Lemont frunció los labios con desdén. Esas bravuconerías del teutón no le interesaban.
—¿Es de verdad su preocupación por los principios lo que le incomoda tanto, mon ami? —preguntó—. ¿O tal vez es el temor a que otro habría podido obtener una mejor tajada en el negocio? Por lo que veo, usted es el único que se siente molesto por esta pequeña maniobra de engaño mía. ¿Cómo lo ven ustedes, messieurs?
Escrutó a su alrededor con sus ojos protegidos por las gafas de cristales oscuros y no encontró más que vivo asentimiento.
—Todos han puesto de su parte para que hoy estemos aquí, monsieur l’Allemagne —declaró Lemont—, y todos seremos recompensados de forma adecuada por ello. Sin embargo, si usted cree que ha sido tratado de forma injusta, o incluso que ha sido engañado, es mejor que lo aclaremos ahora. Alors?
Lemont había adoptado un tono de voz tajante que caló hasta los huesos en los presentes. Además se quitó las gafas y dirigió una mirada al sublevado tan fría que incluso parecía poder oponerse al abrasador sol del desierto. Durante un momento, que pareció infinito, el alemán sopesó sus opciones y sus posibilidades. Y llegó a una conclusión clara.
—Por supuesto que no —le aseguró.

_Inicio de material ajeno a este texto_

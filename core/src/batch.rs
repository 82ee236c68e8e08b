use chrono::{DateTime, Utc};
use serde::{Deserialize, Serialize};
use std::fmt;
use std::str::FromStr;
use uuid::Uuid;

use crate::error::JobError;
use crate::job::JobId;

#[derive(Debug, Clone, Copy, PartialEq, Eq, Hash, PartialOrd, Ord, Serialize, Deserialize)]
#[serde(transparent)]
pub struct BatchId(Uuid);

impl BatchId {
    pub fn new() -> Self {
        Self(Uuid::new_v4())
    }
}

impl Default for BatchId {
    fn default() -> Self {
        Self::new()
    }
}

impl fmt::Display for BatchId {
    fn fmt(&self, f: &mut fmt::Formatter<'_>) -> fmt::Result {
        write!(f, "{}", self.0)
    }
}

impl FromStr for BatchId {
    type Err = uuid::Error;

    fn from_str(s: &str) -> Result<Self, Self::Err> {
        Ok(Self(Uuid::parse_str(s)?))
    }
}

/// What kind of source descriptor produced the batch
#[derive(Debug, Clone, Copy, PartialEq, Eq, Serialize, Deserialize)]
pub enum BatchKind {
    Single,
    Playlist,
    UrlList,
}

/// Batch-level status, distinct from the states of its member jobs
#[derive(Debug, Clone, PartialEq, Serialize, Deserialize)]
pub enum BatchStatus {
    /// Playlist listing still running; members may still appear.
    Expanding,
    Ready,
    /// Listing failed outright. The batch has no members.
    Failed(JobError),
    Cancelled,
}

impl BatchStatus {
    pub fn is_expanding(&self) -> bool {
        matches!(self, BatchStatus::Expanding)
    }
}

/// Jobs submitted together. Holds job ids only; the queue owns the jobs.
#[derive(Debug, Clone, Serialize, Deserialize)]
pub struct Batch {
    pub id: BatchId,
    pub kind: BatchKind,
    /// URL or label the user submitted.
    pub source: String,
    /// Playlist title once the listing is known.
    pub title: Option<String>,
    pub status: BatchStatus,
    pub job_ids: Vec<JobId>,
    pub created_at: DateTime<Utc>,
}

impl Batch {
    pub fn new(kind: BatchKind, source: impl Into<String>) -> Self {
        let status = match kind {
            BatchKind::Playlist => BatchStatus::Expanding,
            BatchKind::Single | BatchKind::UrlList => BatchStatus::Ready,
        };

        Self {
            id: BatchId::new(),
            kind,
            source: source.into(),
            title: None,
            status,
            job_ids: Vec::new(),
            created_at: Utc::now(),
        }
    }
}

/// Aggregate progress for a batch
#[derive(Debug, Clone, Default, PartialEq, Serialize, Deserialize)]
pub struct BatchProgress {
    /// 0.0 to 100.0, weighted by bytes where sizes are known.
    pub overall_progress: f64,
    pub total_jobs: usize,
    pub completed_jobs: usize,
    pub failed_jobs: usize,
    pub cancelled_jobs: usize,
    pub active_jobs: usize,
    pub downloaded_bytes: u64,
    /// Sum of smoothed speeds of the active members.
    pub speed_bps: f64,
    pub eta_secs: Option<u64>,
    /// Title of the most recently started active member.
    pub current_item: Option<String>,
    pub expanding: bool,
}

impl BatchProgress {
    pub fn finished_jobs(&self) -> usize {
        self.completed_jobs + self.failed_jobs + self.cancelled_jobs
    }

    pub fn is_finished(&self) -> bool {
        !self.expanding && self.finished_jobs() == self.total_jobs
    }
}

Igual que un perro reprendido por algo se rasca la oreja para despistar la atención sobre su conducta, el alemán comenzó a retorcerse el bigote—. Tan solo pretendía asegurarme de que todos queremos lo mismo.
—Eso no era necesario —dijo Lemont mientras su voz iba perdiendo lentamente acritud—. Todos sabemos exactamente en lo que nos hemos metido, n’est-ce pas? Igual que sabemos lo que podemos ganar.

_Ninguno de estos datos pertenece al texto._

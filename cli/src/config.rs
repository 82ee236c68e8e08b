use anyhow::{bail, Context, Result};
use colored::*;
use serde_json::{Map, Value};
use std::fs;
use std::path::{Path, PathBuf};
use ytgrab_core::config::default_config_path;
use ytgrab_core::EngineConfig;

fn config_path() -> Result<PathBuf> {
    default_config_path().context("this system has no configuration directory")
}

/// Defaults, the settings file, then `YTGRAB_*` variables.
pub fn load_config() -> Result<EngineConfig> {
    let path = default_config_path();
    EngineConfig::load(path.as_deref()).context("failed to load configuration")
}

pub fn show_config() -> Result<()> {
    let config = load_config()?;
    let path = config_path()?;

    println!("{}", "⚙️  Configuration".cyan().bold());
    println!("   File: {}", path.display());
    if !path.exists() {
        println!("   {}", "(not written yet; showing defaults)".dimmed());
    }
    println!("{}", serde_json::to_string_pretty(&config)?);
    Ok(())
}

pub fn set_config(key: &str, value: &str) -> Result<()> {
    let path = config_path()?;
    let Value::Object(defaults) = serde_json::to_value(EngineConfig::default())? else {
        bail!("configuration is not an object");
    };
    if !defaults.contains_key(key) {
        let known: Vec<&str> = defaults.keys().map(String::as_str).collect();
        bail!("unknown setting '{}'; known settings: {}", key, known.join(", "));
    }

    let mut settings = read_settings(&path)?;
    let parsed = parse_value(&defaults, &settings, key, value)?;
    settings.insert(key.to_string(), parsed);

    if let Some(dir) = path.parent() {
        fs::create_dir_all(dir)
            .with_context(|| format!("failed to create {}", dir.display()))?;
    }
    fs::write(&path, serde_json::to_string_pretty(&Value::Object(settings))?)
        .with_context(|| format!("failed to write {}", path.display()))?;

    println!("✅ {} = {}", key.green(), value);
    Ok(())
}

pub fn reset_config() -> Result<()> {
    let path = config_path()?;
    if path.exists() {
        fs::remove_file(&path).with_context(|| format!("failed to remove {}", path.display()))?;
    }
    println!("✅ Configuration reset to defaults");
    Ok(())
}

fn read_settings(path: &Path) -> Result<Map<String, Value>> {
    if !path.exists() {
        return Ok(Map::new());
    }
    let text = fs::read_to_string(path).with_context(|| format!("failed to read {}", path.display()))?;
    match serde_json::from_str(&text)? {
        Value::Object(map) => Ok(map),
        _ => bail!("{} does not hold a JSON object", path.display()),
    }
}

/// Read `raw` as JSON when that yields a valid setting (numbers, booleans,
/// `null`), else as a plain string.
fn parse_value(
    defaults: &Map<String, Value>,
    settings: &Map<String, Value>,
    key: &str,
    raw: &str,
) -> Result<Value> {
    let candidates = serde_json::from_str::<Value>(raw)
        .ok()
        .into_iter()
        .chain(std::iter::once(Value::String(raw.to_string())));

    for candidate in candidates {
        let mut merged = defaults.clone();
        merged.extend(settings.clone());
        merged.insert(key.to_string(), candidate.clone());
        if serde_json::from_value::<EngineConfig>(Value::Object(merged)).is_ok() {
            return Ok(candidate);
        }
    }
    bail!("'{}' is not a valid value for {}", raw, key)
}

—Por supuesto. —El alemán bajó la mirada.
Por primera vez, aunque fue solo por un instante, sintió en sus carnes lo que era el poder absoluto. Aunque aquello fuera solo una pequeña muestra.

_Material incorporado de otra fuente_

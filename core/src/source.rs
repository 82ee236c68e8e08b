use serde::{Deserialize, Serialize};
use std::path::PathBuf;

use crate::batch::BatchKind;
use crate::config::EngineConfig;
use crate::converter::AudioCodec;
use crate::error::{EngineError, Result};
use crate::extractor::{is_http_url, looks_like_playlist};
use crate::job::{DownloadType, JobRequest, TrimWindow};
use crate::quality::FormatSelection;

/// What the shell asked for.
#[derive(Debug, Clone, PartialEq, Serialize, Deserialize)]
pub enum Source {
    Video(String),
    Playlist(String),
    UrlList(Vec<String>),
}

impl Source {
    /// Video or playlist, from the shape of the URL.
    pub fn detect(url: impl Into<String>) -> Self {
        let url = url.into();
        if looks_like_playlist(&url) {
            Source::Playlist(url)
        } else {
            Source::Video(url)
        }
    }

    pub fn batch_kind(&self) -> BatchKind {
        match self {
            Source::Video(_) => BatchKind::Single,
            Source::Playlist(_) => BatchKind::Playlist,
            Source::UrlList(_) => BatchKind::UrlList,
        }
    }

    pub fn label(&self) -> String {
        match self {
            Source::Video(url) | Source::Playlist(url) => url.clone(),
            Source::UrlList(urls) => format!("{} urls", urls.len()),
        }
    }
}

/// Subset of a playlist listing to enqueue.
#[derive(Debug, Clone, Copy, Default, PartialEq, Eq, Serialize, Deserialize)]
pub struct PlaylistRange {
    /// 1-based index of the first member.
    pub start: Option<usize>,
    pub limit: Option<usize>,
}

impl PlaylistRange {
    /// Listing positions (0-based) this range selects out of `len` members.
    pub fn positions(&self, len: usize) -> std::ops::Range<usize> {
        let first = self.start.unwrap_or(1).saturating_sub(1).min(len);
        let last = match self.limit {
            Some(limit) => first.saturating_add(limit).min(len),
            None => len,
        };
        first..last
    }
}

#[derive(Debug, Clone, Default, PartialEq, Serialize, Deserialize)]
pub struct DownloadOptions {
    pub download_type: DownloadType,
    pub selection: FormatSelection,
    pub trim: Option<TrimWindow>,
    /// Codec for audio-only downloads. Defaults to mp3.
    pub audio_codec: Option<AudioCodec>,
    pub output_template: Option<String>,
    pub output_dir: Option<PathBuf>,
    pub playlist_range: PlaylistRange,
}

/// A submission: where the media comes from and how to fetch it.
#[derive(Debug, Clone, PartialEq, Serialize, Deserialize)]
pub struct SourceDescriptor {
    pub source: Source,
    pub options: DownloadOptions,
}

impl SourceDescriptor {
    pub fn new(source: Source) -> Self {
        Self {
            source,
            options: DownloadOptions::default(),
        }
    }

    pub fn video(url: impl Into<String>) -> Self {
        Self::new(Source::Video(url.into()))
    }

    pub fn playlist(url: impl Into<String>) -> Self {
        Self::new(Source::Playlist(url.into()))
    }

    pub fn url_list<I, S>(urls: I) -> Self
    where
        I: IntoIterator<Item = S>,
        S: Into<String>,
    {
        Self::new(Source::UrlList(urls.into_iter().map(Into::into).collect()))
    }

    pub fn with_options(mut self, options: DownloadOptions) -> Self {
        self.options = options;
        self
    }

    pub fn with_type(mut self, download_type: DownloadType) -> Self {
        self.options.download_type = download_type;
        self
    }

    pub fn with_selection(mut self, selection: FormatSelection) -> Self {
        self.options.selection = selection;
        self
    }

    pub fn with_trim(mut self, start: f64, end: f64) -> Self {
        self.options.trim = Some(TrimWindow::new(start, end));
        self
    }

    pub fn with_output_dir(mut self, dir: impl Into<PathBuf>) -> Self {
        self.options.output_dir = Some(dir.into());
        self
    }

    /// Everything that can be checked without asking the backend.
    pub fn validate(&self) -> Result<()> {
        let urls: Vec<&String> = match &self.source {
            Source::Video(url) | Source::Playlist(url) => vec![url],
            Source::UrlList(urls) => {
                if urls.iter().all(|u| u.trim().is_empty()) {
                    return Err(EngineError::InvalidDescriptor("url list is empty".into()));
                }
                urls.iter().filter(|u| !u.trim().is_empty()).collect()
            }
        };

        for url in urls {
            let url = url.trim();
            if url.is_empty() {
                return Err(EngineError::InvalidDescriptor("url is empty".into()));
            }
            if !is_http_url(url) {
                return Err(EngineError::InvalidDescriptor(format!("not an http(s) url: {url}")));
            }
        }

        if let Some(trim) = &self.options.trim {
            trim.validate_shape()?;
        }

        if let crate::quality::FormatSelection::FormatId(id) = &self.options.selection {
            if id.trim().is_empty() {
                return Err(EngineError::InvalidDescriptor("format id is empty".into()));
            }
        }

        if self.options.playlist_range.limit == Some(0) {
            return Err(EngineError::InvalidDescriptor("playlist limit must be at least 1".into()));
        }

        Ok(())
    }

    /// URLs to enqueue directly. Playlists expand later.
    pub fn direct_urls(&self) -> Vec<String> {
        match &self.source {
            Source::Video(url) => vec![url.trim().to_string()],
            Source::Playlist(_) => Vec::new(),
            Source::UrlList(urls) => urls
                .iter()
                .map(|u| u.trim())
                .filter(|u| !u.is_empty())
                .map(str::to_string)
                .collect(),
        }
    }

    /// Per-job settings with configuration defaults filled in.
    pub fn job_request(&self, config: &EngineConfig) -> JobRequest {
        JobRequest {
            download_type: self.options.download_type,
            selection: self.options.selection.clone(),
            trim: self.options.trim,
            audio_codec: self.options.audio_codec.unwrap_or_default(),
            output_dir: self
                .options
                .output_dir
                .clone()
                .unwrap_or_else(|| config.output_dir.clone()),
            output_template: self
                .options
                .output_template
                .clone()
                .filter(|t| !t.trim().is_empty())
                .unwrap_or_else(|| config.output_template.clone()),
        }
    }
}

#[cfg(test)]
mod tests {
    use super::*;

    #[test]
    fn rejects_empty_and_malformed_urls() {
        assert!(SourceDescriptor::video("").validate().is_err());
        assert!(SourceDescriptor::video("   ").validate().is_err());
        assert!(SourceDescriptor::video("youtube.com/watch?v=x").validate().is_err());
        assert!(SourceDescriptor::url_list(Vec::<String>::new()).validate().is_err());
        assert!(SourceDescriptor::url_list(["https://a.example/1", "nope"]).validate().is_err());
        assert!(SourceDescriptor::video("https://a.example/1").validate().is_ok());
    }

    #[test]
    fn reversed_trim_is_rejected_up_front() {
        let err = SourceDescriptor::video("https://a.example/1")
            .with_trim(10.0, 5.0)
            .validate()
            .unwrap_err();
        assert!(matches!(err, EngineError::InvalidTrimRange { start, end } if start == 10.0 && end == 5.0));
    }

    #[test]
    fn url_list_skips_blank_lines() {
        let descriptor = SourceDescriptor::url_list(["https://a.example/1", " ", "https://a.example/2 "]);
        assert!(descriptor.validate().is_ok());
        assert_eq!(
            descriptor.direct_urls(),
            vec!["https://a.example/1".to_string(), "https://a.example/2".to_string()]
        );
    }

    #[test]
    fn detect_picks_playlist_by_url_shape() {
        assert!(matches!(
            Source::detect("https://www.youtube.com/playlist?list=PL1"),
            Source::Playlist(_)
        ));
        assert!(matches!(
            Source::detect("https://www.youtube.com/watch?v=abc"),
            Source::Video(_)
        ));
    }

    #[test]
    fn playlist_range_selects_positions() {
        let all = PlaylistRange::default();
        assert_eq!(all.positions(5), 0..5);

        let range = PlaylistRange {
            start: Some(2),
            limit: Some(2),
        };
        assert_eq!(range.positions(5), 1..3);
        assert_eq!(range.positions(1), 1..1);

        let tail = PlaylistRange {
            start: Some(4),
            limit: None,
        };
        assert_eq!(tail.positions(5), 3..5);
    }

    #[test]
    fn job_request_falls_back_to_config() {
        let config = EngineConfig {
            output_dir: PathBuf::from("/music"),
            ..Default::default()
        };
        let request = SourceDescriptor::video("https://a.example/1").job_request(&config);
        assert_eq!(request.output_dir, PathBuf::from("/music"));
        assert_eq!(request.output_template, "{title}.{ext}");
        assert_eq!(request.audio_codec, AudioCodec::Mp3);
    }
}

—¿Y usted, gran maestre? —preguntó l’Italie.
—¿A qué se refiere?
—¿Qué se reserva usted? ¿Qué le queda si nosotros nos dividimos el mundo?
La sonrisa de la victoria regresó de nuevo a las facciones de Lemont mientras volvía a ponerse las gafas, se reclinaba en su asiento y se relajaba de forma evidente.
—No se preocupe por mí, mon ami —contestó con una sonrisa—. A mí todavía me queda el resto del mundo, con todo cuanto esa parte atesora.